Stored data entries:
※ ※ ※
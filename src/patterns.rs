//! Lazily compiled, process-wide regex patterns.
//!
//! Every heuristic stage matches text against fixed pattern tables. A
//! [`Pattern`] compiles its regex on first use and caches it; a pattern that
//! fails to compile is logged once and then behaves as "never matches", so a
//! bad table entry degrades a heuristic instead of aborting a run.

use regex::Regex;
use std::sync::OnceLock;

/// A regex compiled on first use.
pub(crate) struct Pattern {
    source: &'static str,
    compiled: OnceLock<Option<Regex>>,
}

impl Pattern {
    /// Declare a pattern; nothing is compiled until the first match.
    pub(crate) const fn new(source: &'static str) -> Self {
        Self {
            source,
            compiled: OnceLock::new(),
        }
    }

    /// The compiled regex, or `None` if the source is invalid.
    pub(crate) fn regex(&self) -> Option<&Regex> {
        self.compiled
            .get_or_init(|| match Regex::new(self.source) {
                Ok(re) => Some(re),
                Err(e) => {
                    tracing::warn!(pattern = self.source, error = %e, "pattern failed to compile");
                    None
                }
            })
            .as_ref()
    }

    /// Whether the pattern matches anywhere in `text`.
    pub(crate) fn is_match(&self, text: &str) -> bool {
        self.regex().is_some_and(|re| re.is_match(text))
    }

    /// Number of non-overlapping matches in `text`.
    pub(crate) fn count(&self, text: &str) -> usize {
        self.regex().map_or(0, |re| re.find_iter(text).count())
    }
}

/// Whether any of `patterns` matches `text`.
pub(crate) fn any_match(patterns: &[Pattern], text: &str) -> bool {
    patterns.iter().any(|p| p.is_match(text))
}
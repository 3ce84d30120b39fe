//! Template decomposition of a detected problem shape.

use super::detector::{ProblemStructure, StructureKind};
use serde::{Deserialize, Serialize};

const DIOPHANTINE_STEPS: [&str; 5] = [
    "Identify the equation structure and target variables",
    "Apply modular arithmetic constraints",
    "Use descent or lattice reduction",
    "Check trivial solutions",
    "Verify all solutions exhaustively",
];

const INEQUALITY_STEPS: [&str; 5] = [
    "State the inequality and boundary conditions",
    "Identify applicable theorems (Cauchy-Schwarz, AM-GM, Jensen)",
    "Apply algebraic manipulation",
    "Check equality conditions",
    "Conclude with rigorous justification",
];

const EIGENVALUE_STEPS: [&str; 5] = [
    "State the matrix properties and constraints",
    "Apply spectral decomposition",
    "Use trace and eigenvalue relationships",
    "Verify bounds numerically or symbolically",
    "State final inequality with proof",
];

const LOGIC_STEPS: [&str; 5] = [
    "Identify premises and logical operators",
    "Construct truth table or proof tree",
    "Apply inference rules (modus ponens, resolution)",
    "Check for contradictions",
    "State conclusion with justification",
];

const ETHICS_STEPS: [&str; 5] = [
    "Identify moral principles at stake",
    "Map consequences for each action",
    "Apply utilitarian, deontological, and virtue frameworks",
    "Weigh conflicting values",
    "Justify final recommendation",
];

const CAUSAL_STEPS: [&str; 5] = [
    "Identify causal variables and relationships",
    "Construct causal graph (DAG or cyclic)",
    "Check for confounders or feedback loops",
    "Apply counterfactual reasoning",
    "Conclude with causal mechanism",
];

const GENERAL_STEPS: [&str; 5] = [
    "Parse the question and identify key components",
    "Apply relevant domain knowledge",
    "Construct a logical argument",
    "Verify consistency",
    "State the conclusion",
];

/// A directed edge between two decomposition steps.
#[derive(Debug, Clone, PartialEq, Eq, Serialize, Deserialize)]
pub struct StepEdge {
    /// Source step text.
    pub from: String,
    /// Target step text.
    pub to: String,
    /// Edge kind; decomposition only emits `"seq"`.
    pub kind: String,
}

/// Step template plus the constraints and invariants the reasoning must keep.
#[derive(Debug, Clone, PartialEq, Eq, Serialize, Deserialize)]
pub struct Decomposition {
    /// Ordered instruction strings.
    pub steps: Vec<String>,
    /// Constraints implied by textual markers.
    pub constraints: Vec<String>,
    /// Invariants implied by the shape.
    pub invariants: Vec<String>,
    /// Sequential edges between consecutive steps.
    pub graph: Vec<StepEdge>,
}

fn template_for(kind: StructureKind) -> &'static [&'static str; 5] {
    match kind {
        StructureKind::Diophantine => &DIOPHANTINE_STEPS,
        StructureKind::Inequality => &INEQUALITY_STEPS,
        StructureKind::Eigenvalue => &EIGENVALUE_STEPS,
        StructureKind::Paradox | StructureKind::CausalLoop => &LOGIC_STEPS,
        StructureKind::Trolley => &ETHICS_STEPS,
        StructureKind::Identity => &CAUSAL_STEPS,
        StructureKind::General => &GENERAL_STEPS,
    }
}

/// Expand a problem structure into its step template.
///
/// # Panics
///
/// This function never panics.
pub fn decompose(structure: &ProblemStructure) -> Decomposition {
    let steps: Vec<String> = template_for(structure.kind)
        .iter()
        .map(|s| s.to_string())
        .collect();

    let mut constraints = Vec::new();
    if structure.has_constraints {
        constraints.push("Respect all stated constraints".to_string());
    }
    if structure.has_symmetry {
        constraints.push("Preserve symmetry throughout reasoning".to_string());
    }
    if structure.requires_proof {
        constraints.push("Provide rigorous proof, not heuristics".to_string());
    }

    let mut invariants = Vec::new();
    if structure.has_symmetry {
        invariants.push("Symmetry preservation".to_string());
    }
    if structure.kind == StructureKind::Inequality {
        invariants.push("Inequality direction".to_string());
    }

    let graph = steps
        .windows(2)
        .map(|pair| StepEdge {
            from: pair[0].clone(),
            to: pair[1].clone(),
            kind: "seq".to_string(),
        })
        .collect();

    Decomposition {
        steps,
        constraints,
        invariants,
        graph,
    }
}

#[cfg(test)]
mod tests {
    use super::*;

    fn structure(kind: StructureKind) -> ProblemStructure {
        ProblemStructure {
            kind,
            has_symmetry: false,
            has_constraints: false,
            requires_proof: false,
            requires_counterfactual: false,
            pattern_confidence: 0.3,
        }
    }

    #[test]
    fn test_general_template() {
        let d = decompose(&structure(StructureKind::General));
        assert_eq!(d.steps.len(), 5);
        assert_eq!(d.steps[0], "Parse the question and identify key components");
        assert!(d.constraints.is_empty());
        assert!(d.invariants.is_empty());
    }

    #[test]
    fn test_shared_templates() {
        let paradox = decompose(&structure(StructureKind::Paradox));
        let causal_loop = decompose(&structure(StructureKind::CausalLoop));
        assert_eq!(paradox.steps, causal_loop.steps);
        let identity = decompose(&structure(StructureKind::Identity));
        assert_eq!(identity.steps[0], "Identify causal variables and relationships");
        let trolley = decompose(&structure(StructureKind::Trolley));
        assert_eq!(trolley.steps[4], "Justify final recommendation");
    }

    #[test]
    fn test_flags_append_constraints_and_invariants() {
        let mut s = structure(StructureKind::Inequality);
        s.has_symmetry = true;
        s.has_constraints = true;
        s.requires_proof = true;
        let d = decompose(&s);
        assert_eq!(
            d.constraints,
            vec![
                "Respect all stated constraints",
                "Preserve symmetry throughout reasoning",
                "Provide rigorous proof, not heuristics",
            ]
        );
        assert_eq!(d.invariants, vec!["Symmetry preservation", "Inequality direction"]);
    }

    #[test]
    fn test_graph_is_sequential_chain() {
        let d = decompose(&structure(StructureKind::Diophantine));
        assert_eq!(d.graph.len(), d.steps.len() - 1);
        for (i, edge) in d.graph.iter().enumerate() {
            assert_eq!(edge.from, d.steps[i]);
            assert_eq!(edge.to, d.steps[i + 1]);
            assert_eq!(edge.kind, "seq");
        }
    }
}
※ ※ ※
## THE TASK
Every line of the data above belongs in the answer, unchanged.

## EXERCISE ANSWER
filename src/patterns.rs
//! Lazily compiled, process-wide regex patterns.
//!
//! Every heuristic stage matches text against fixed pattern tables. A
//! [`Pattern`] compiles its regex on first use and caches it; a pattern that
//! fails to compile is logged once and then behaves as "never matches", so a
//! bad table entry degrades a heuristic instead of aborting a run.

use regex::Regex;
use std::sync::OnceLock;

/// A regex compiled on first use.
pub(crate) struct Pattern {
    source: &'static str,
    compiled: OnceLock<Option<Regex>>,
}

impl Pattern {
    /// Declare a pattern; nothing is compiled until the first match.
    pub(crate) const fn new(source: &'static str) -> Self {
        Self {
            source,
            compiled: OnceLock::new(),
        }
    }

    /// The compiled regex, or `None` if the source is invalid.
    pub(crate) fn regex(&self) -> Option<&Regex> {
        self.compiled
            .get_or_init(|| match Regex::new(self.source) {
                Ok(re) => Some(re),
                Err(e) => {
                    tracing::warn!(pattern = self.source, error = %e, "pattern failed to compile");
                    None
                }
            })
            .as_ref()
    }

    /// Whether the pattern matches anywhere in `text`.
    pub(crate) fn is_match(&self, text: &str) -> bool {
        self.regex().is_some_and(|re| re.is_match(text))
    }

    /// Number of non-overlapping matches in `text`.
    pub(crate) fn count(&self, text: &str) -> usize {
        self.regex().map_or(0, |re| re.find_iter(text).count())
    }
}

/// Whether any of `patterns` matches `text`.
pub(crate) fn any_match(patterns: &[Pattern], text: &str) -> bool {
    patterns.iter().any(|p| p.is_match(text))
}
repository 3ce84d30120b39fe
//! Template decomposition of a detected problem shape.

use super::detector::{ProblemStructure, StructureKind};
use serde::{Deserialize, Serialize};

const DIOPHANTINE_STEPS: [&str; 5] = [
    "Identify the equation structure and target variables",
    "Apply modular arithmetic constraints",
    "Use descent or lattice reduction",
    "Check trivial solutions",
    "Verify all solutions exhaustively",
];

const INEQUALITY_STEPS: [&str; 5] = [
    "State the inequality and boundary conditions",
    "Identify applicable theorems (Cauchy-Schwarz, AM-GM, Jensen)",
    "Apply algebraic manipulation",
    "Check equality conditions",
    "Conclude with rigorous justification",
];

const EIGENVALUE_STEPS: [&str; 5] = [
    "State the matrix properties and constraints",
    "Apply spectral decomposition",
    "Use trace and eigenvalue relationships",
    "Verify bounds numerically or symbolically",
    "State final inequality with proof",
];

const LOGIC_STEPS: [&str; 5] = [
    "Identify premises and logical operators",
    "Construct truth table or proof tree",
    "Apply inference rules (modus ponens, resolution)",
    "Check for contradictions",
    "State conclusion with justification",
];

const ETHICS_STEPS: [&str; 5] = [
    "Identify moral principles at stake",
    "Map consequences for each action",
    "Apply utilitarian, deontological, and virtue frameworks",
    "Weigh conflicting values",
    "Justify final recommendation",
];

const CAUSAL_STEPS: [&str; 5] = [
    "Identify causal variables and relationships",
    "Construct causal graph (DAG or cyclic)",
    "Check for confounders or feedback loops",
    "Apply counterfactual reasoning",
    "Conclude with causal mechanism",
];

const GENERAL_STEPS: [&str; 5] = [
    "Parse the question and identify key components",
    "Apply relevant domain knowledge",
    "Construct a logical argument",
    "Verify consistency",
    "State the conclusion",
];

/// A directed edge between two decomposition steps.
#[derive(Debug, Clone, PartialEq, Eq, Serialize, Deserialize)]
pub struct StepEdge {
    /// Source step text.
    pub from: String,
    /// Target step text.
    pub to: String,
    /// Edge kind; decomposition only emits `"seq"`.
    pub kind: String,
}

/// Step template plus the constraints and invariants the reasoning must keep.
#[derive(Debug, Clone, PartialEq, Eq, Serialize, Deserialize)]
pub struct Decomposition {
    /// Ordered instruction strings.
    pub steps: Vec<String>,
    /// Constraints implied by textual markers.
    pub constraints: Vec<String>,
    /// Invariants implied by the shape.
    pub invariants: Vec<String>,
    /// Sequential edges between consecutive steps.
    pub graph: Vec<StepEdge>,
}

fn template_for(kind: StructureKind) -> &'static [&'static str; 5] {
    match kind {
        StructureKind::Diophantine => &DIOPHANTINE_STEPS,
        StructureKind::Inequality => &INEQUALITY_STEPS,
        StructureKind::Eigenvalue => &EIGENVALUE_STEPS,
        StructureKind::Paradox | StructureKind::CausalLoop => &LOGIC_STEPS,
        StructureKind::Trolley => &ETHICS_STEPS,
        StructureKind::Identity => &CAUSAL_STEPS,
        StructureKind::General => &GENERAL_STEPS,
    }
}

/// Expand a problem structure into its step template.
///
/// # Panics
///
/// This function never panics.
pub fn decompose(structure: &ProblemStructure) -> Decomposition {
    let steps: Vec<String> = template_for(structure.kind)
        .iter()
        .map(|s| s.to_string())
        .collect();

    let mut constraints = Vec::new();
    if structure.has_constraints {
        constraints.push("Respect all stated constraints".to_string());
    }
    if structure.has_symmetry {
        constraints.push("Preserve symmetry throughout reasoning".to_string());
    }
    if structure.requires_proof {
        constraints.push("Provide rigorous proof, not heuristics".to_string());
    }

    let mut invariants = Vec::new();
    if structure.has_symmetry {
        invariants.push("Symmetry preservation".to_string());
    }
    if structure.kind == StructureKind::Inequality {
        invariants.push("Inequality direction".to_string());
    }

    let graph = steps
        .windows(2)
        .map(|pair| StepEdge {
            from: pair[0].clone(),
            to: pair[1].clone(),
            kind: "seq".to_string(),
        })
        .collect();

    Decomposition {
        steps,
        constraints,
        invariants,
        graph,
    }
}

#[cfg(test)]
mod tests {
    use super::*;

    fn structure(kind: StructureKind) -> ProblemStructure {
        ProblemStructure {
            kind,
            has_symmetry: false,
            has_constraints: false,
            requires_proof: false,
            requires_counterfactual: false,
            pattern_confidence: 0.3,
        }
    }

    #[test]
    fn test_general_template() {
        let d = decompose(&structure(StructureKind::General));
        assert_eq!(d.steps.len(), 5);
        assert_eq!(d.steps[0], "Parse the question and identify key components");
        assert!(d.constraints.is_empty());
        assert!(d.invariants.is_empty());
    }

    #[test]
    fn test_shared_templates() {
        let paradox = decompose(&structure(StructureKind::Paradox));
        let causal_loop = decompose(&structure(StructureKind::CausalLoop));
        assert_eq!(paradox.steps, causal_loop.steps);
        let identity = decompose(&structure(StructureKind::Identity));
        assert_eq!(identity.steps[0], "Identify causal variables and relationships");
        let trolley = decompose(&structure(StructureKind::Trolley));
        assert_eq!(trolley.steps[4], "Justify final recommendation");
    }

    #[test]
    fn test_flags_append_constraints_and_invariants() {
        let mut s = structure(StructureKind::Inequality);
        s.has_symmetry = true;
        s.has_constraints = true;
        s.requires_proof = true;
        let d = decompose(&s);
        assert_eq!(
            d.constraints,
            vec![
                "Respect all stated constraints",
                "Preserve symmetry throughout reasoning",
                "Provide rigorous proof, not heuristics",
            ]
        );
        assert_eq!(d.invariants, vec!["Symmetry preservation", "Inequality direction"]);
    }

    #[test]
    fn test_graph_is_sequential_chain() {
        let d = decompose(&structure(StructureKind::Diophantine));
        assert_eq!(d.graph.len(), d.steps.len() - 1);
        for (i, edge) in d.graph.iter().enumerate() {
            assert_eq!(edge.from, d.steps[i]);
            assert_eq!(edge.to, d.steps[i + 1]);
            assert_eq!(edge.kind, "seq");
        }
    }
}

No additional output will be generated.